Lab talk
May 20, 2010
Carbon nanotubes as biosensors: realizing the full potential
Carbon nanotubes (CNTs) are exceptionally multifaceted nanomaterials that have a wide range of potential applications such as electrodes, power cables, fibres, composites, actuators, sensors and many other devices. However, transforming their exceptional properties at the nanoscale towards macroscopic applications has been challenging. Recently, CNT microfibres with these unique properties have been developed in such a way to give multilayered nanotube bundles concentrically assembled in seamless tubules along the yarn axis. Researchers in the UK led by Dr Wenhui Song and Prof. Francis Moussy at Brunel University in collaboration with Prof. Ya-Li Li at Tianjin University, China, have applied these novel CNT nano-yarn fibres as electrodes for glucose biosensing and proved that a 10 times smaller CNT-fibre electrode outperforms a traditional Pt-Ir-based metal electrode, which is a step closer to realizing the full potential of CNTs as biosensors.

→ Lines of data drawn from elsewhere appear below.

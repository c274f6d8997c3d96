use axum::Json;
use axum::{
    http::StatusCode,
    response::{IntoResponse, Response},
};
use serde::Serialize;

use crate::utils::error_codes;

/// 缓存与数据库访问错误
#[derive(Debug, thiserror::Error)]
pub enum StoreError {
    #[error("redis error: {0}")]
    Cache(#[from] redis::RedisError),

    #[error("database error: {0}")]
    Database(#[from] sqlx::Error),

    #[error("serialization error: {0}")]
    Serialization(#[from] serde_json::Error),

    #[error("failed to decompress stored data: {0}")]
    Decompress(#[from] lz4_flex::block::DecompressError),

    #[error("invalid table name: {0}")]
    InvalidTable(String),

    #[error("{0} timed out")]
    Timeout(&'static str),

    #[error("store unavailable: {0}")]
    Unavailable(String),
}

/// 账号认证错误，调用方统一按登录失败处理
#[derive(Debug, thiserror::Error)]
pub enum LoginError {
    #[error(transparent)]
    Store(#[from] StoreError),

    #[error("password hash error: {0}")]
    Hash(#[from] bcrypt::BcryptError),

    #[error("password task failed: {0}")]
    Join(#[from] tokio::task::JoinError),
}

/// HTTP 接口错误
#[derive(Debug)]
pub enum AppError {
    SessionNotFound,
    InvalidTopic(String),
    RouteFailed(String),
    InternalServerError,
}

#[derive(Serialize)]
struct ErrorResponse {
    code: i32,
    error_message: String,
}

impl IntoResponse for AppError {
    fn into_response(self) -> Response {
        let (status, code, error_message) = match self {
            AppError::SessionNotFound => (
                StatusCode::NOT_FOUND,
                error_codes::NOT_FOUND,
                "会话不存在".to_string(),
            ),
            AppError::InvalidTopic(topic) => (
                StatusCode::BAD_REQUEST,
                error_codes::VALIDATION_ERROR,
                format!("消息主题无效: {}", topic),
            ),
            AppError::RouteFailed(reason) => (
                StatusCode::BAD_GATEWAY,
                error_codes::ROUTE_FAILED,
                format!("消息路由失败: {}", reason),
            ),
            AppError::InternalServerError => (
                StatusCode::INTERNAL_SERVER_ERROR,
                error_codes::INTERNAL_ERROR,
                "内部服务器错误".to_string(),
            ),
        };

        let body = Json(ErrorResponse {
            code,
            error_message,
        });

        (status, body).into_response()
    }
}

The CNT fibre (figure 1a; click on the image to enlarge) is spun directly from a chemical vapour deposition (CVD) reaction and consists of double-walled CNTs self-assembled into nanobundles that are organized into multiple concentric nanolayers. It resembles a scaled-down multistranded electric wire and has a nanoscale surface topography and porosity (figure 1b). The CNT bundles at the end of the fibre are unwound to form a brush-like structure that can be used as an electrode for glucose biosensing (figure 1c).
The individual CNT bundles within the brush-like end act as multi-nanoelectrodes that facilitate the efficient capture and promotion of electron transfer reactions, as well as increase the electro-active surface area for enzyme immobilization. The Brunel team designed and fabricated the amperometric glucose biosensor by immobilizing glucose oxidase at the brush-like end of the CNT fibre.
Implantable future
Owing to its small size, high electrochemical activity, excellent physical properties, low density and biocompatibility, the CNT fibre has huge potential for implantable applications for continuous monitoring of clinically relevant analytes, including glucose (to aid the control of diabetes), lactate, antibodies and antigens. Other areas of interest include the analysis of analytes in bioreactors, veterinary and clinical chemistry, the food industry and environmental science.
Currently the Brunel team is addressing the long-term ex vivo and in vivo stability of the CNT-fibre-based glucose biosensors, and exploring other biosensor applications for CNT fibres.
More details can be found in the journal Nanotechnology.
About the author
The work was performed by a collaborative team from the Wolfson Centre for Materials Processing and Brunel Institute of Bioengineering (BIB), both Brunel University, UK. Dr Zhigang Zhu, the research fellow who performed the experiments, now works as a research associate at the University of Cambridge, UK. Dr Wenhui Song is a lecturer at the Wolfson Centre for Materials Processing, School of Engineering and Design. Dr Krishna Burugapalli is a research fellow, leading the biosensor group at BIB. Prof. Francis Moussy is head of diagnostics research at TDR, the Special Programme for Research and Training in Tropical Diseases, at the World Health Organization in Geneva, Switzerland, but is still a visiting professor at Brunel. The carbon nanotube fibre was produced by Xiao-Hua Zhong, a PhD student in Prof. Ya-Li Li's group, School of Materials Science and Engineering, Tianjin University, China.